**What to produce**
Look through the listing for the string "impl" and copy out every line that holds it.
- - -
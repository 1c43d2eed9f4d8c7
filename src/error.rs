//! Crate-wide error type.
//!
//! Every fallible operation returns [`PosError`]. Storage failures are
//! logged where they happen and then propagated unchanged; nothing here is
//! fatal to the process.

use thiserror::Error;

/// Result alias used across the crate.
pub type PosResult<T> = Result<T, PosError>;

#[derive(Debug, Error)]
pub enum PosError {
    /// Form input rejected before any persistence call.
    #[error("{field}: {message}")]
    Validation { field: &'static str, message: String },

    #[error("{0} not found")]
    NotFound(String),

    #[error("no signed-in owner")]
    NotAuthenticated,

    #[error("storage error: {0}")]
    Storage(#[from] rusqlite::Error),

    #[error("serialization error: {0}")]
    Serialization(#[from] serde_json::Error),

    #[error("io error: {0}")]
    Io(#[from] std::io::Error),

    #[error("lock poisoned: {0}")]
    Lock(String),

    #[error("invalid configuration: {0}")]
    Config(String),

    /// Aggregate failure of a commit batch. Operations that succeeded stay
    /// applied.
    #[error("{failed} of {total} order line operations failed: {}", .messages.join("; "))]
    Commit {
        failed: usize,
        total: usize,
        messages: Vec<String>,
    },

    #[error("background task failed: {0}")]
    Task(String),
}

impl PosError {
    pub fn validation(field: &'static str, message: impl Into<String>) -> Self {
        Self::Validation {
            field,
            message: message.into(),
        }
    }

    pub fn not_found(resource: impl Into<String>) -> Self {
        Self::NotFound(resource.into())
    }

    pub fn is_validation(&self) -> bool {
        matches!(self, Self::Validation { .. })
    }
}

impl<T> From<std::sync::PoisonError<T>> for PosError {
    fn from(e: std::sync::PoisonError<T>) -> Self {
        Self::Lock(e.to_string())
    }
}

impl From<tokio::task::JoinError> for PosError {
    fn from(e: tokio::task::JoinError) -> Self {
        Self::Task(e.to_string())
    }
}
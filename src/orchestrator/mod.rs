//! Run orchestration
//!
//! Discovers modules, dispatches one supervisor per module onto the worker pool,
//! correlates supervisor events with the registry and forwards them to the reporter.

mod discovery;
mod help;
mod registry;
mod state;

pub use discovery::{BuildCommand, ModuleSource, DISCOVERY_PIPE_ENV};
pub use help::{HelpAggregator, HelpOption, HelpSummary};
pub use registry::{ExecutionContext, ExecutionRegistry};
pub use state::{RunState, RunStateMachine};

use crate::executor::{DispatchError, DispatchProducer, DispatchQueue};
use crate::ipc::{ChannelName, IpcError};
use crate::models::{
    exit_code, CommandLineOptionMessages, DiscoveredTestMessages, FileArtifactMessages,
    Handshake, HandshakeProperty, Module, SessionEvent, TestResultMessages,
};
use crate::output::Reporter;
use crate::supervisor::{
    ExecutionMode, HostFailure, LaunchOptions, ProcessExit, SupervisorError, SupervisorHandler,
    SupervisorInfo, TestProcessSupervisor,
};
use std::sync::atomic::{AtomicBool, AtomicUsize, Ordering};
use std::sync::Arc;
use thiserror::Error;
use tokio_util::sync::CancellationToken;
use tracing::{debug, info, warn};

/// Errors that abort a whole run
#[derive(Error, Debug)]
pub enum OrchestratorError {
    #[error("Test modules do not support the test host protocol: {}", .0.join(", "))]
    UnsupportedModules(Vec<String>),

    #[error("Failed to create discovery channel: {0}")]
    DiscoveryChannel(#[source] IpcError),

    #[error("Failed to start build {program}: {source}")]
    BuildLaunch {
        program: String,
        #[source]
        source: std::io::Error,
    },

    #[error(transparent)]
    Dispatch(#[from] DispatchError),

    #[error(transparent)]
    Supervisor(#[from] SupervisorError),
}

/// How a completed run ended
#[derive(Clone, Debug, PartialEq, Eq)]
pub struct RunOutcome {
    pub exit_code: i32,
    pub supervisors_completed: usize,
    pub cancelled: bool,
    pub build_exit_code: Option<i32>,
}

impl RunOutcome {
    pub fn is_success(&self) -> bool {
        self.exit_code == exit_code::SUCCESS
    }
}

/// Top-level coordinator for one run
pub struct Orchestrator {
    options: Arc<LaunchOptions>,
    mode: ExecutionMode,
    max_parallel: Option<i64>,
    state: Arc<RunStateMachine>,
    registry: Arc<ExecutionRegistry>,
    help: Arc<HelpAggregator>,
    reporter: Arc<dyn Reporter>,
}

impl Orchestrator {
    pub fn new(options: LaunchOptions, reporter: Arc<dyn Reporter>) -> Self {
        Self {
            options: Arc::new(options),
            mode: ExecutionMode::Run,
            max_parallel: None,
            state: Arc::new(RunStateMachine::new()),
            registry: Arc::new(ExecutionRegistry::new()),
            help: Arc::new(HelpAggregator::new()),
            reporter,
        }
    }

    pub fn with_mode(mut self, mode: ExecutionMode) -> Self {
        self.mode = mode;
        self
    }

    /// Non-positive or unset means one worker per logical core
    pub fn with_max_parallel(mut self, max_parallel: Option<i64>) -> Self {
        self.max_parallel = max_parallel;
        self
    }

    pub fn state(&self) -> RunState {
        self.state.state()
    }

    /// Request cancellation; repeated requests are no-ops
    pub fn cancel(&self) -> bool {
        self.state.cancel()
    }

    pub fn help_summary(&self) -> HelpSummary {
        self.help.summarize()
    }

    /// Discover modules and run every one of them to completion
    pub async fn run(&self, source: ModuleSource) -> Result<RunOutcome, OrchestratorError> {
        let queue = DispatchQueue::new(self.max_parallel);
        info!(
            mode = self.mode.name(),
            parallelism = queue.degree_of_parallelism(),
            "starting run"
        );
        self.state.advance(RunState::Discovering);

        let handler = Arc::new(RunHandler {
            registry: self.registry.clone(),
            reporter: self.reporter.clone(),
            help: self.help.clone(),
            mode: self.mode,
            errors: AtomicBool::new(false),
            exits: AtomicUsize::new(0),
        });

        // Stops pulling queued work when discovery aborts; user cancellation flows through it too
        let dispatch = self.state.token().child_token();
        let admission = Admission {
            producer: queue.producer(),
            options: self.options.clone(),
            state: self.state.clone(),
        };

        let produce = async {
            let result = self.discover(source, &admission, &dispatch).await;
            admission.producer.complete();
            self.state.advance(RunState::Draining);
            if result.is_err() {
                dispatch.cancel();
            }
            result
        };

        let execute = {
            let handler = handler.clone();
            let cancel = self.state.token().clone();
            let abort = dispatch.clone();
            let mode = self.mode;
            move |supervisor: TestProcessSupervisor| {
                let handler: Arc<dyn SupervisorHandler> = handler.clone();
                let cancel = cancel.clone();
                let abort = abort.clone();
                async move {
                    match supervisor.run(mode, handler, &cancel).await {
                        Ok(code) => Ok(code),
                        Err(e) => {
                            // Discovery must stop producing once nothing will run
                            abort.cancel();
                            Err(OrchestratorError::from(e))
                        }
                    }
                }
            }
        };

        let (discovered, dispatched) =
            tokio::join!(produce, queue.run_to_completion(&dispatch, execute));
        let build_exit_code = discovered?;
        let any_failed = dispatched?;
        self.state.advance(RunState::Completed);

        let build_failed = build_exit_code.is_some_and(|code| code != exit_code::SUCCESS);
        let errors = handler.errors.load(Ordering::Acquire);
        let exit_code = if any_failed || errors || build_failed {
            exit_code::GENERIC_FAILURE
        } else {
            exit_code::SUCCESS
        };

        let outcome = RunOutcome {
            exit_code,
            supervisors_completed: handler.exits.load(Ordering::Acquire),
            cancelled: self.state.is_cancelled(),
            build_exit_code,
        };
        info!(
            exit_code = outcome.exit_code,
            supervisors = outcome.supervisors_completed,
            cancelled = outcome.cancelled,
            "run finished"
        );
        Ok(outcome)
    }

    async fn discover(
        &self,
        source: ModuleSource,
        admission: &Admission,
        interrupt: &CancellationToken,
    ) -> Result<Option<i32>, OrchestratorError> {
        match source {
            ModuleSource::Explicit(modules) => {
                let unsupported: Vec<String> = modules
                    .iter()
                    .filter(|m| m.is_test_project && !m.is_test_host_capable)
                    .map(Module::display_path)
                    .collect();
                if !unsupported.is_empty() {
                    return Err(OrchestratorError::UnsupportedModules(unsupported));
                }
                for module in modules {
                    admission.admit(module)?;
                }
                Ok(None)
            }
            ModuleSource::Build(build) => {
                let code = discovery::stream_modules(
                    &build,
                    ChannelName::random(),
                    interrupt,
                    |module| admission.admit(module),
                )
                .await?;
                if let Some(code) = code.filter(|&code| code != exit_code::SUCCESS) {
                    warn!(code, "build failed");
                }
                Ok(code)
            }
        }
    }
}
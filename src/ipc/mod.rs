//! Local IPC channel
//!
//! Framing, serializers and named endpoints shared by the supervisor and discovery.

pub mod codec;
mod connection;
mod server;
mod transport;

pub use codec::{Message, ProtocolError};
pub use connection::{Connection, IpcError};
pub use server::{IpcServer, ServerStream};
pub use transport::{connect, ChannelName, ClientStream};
- - -
**Your response**
impl PosError {
    pub fn validation(field: &'static str, message: impl Into<String>) -> Self {
    pub fn not_found(resource: impl Into<String>) -> Self {
impl<T> From<std::sync::PoisonError<T>> for PosError {
impl From<tokio::task::JoinError> for PosError {
impl RunOutcome {
impl Orchestrator {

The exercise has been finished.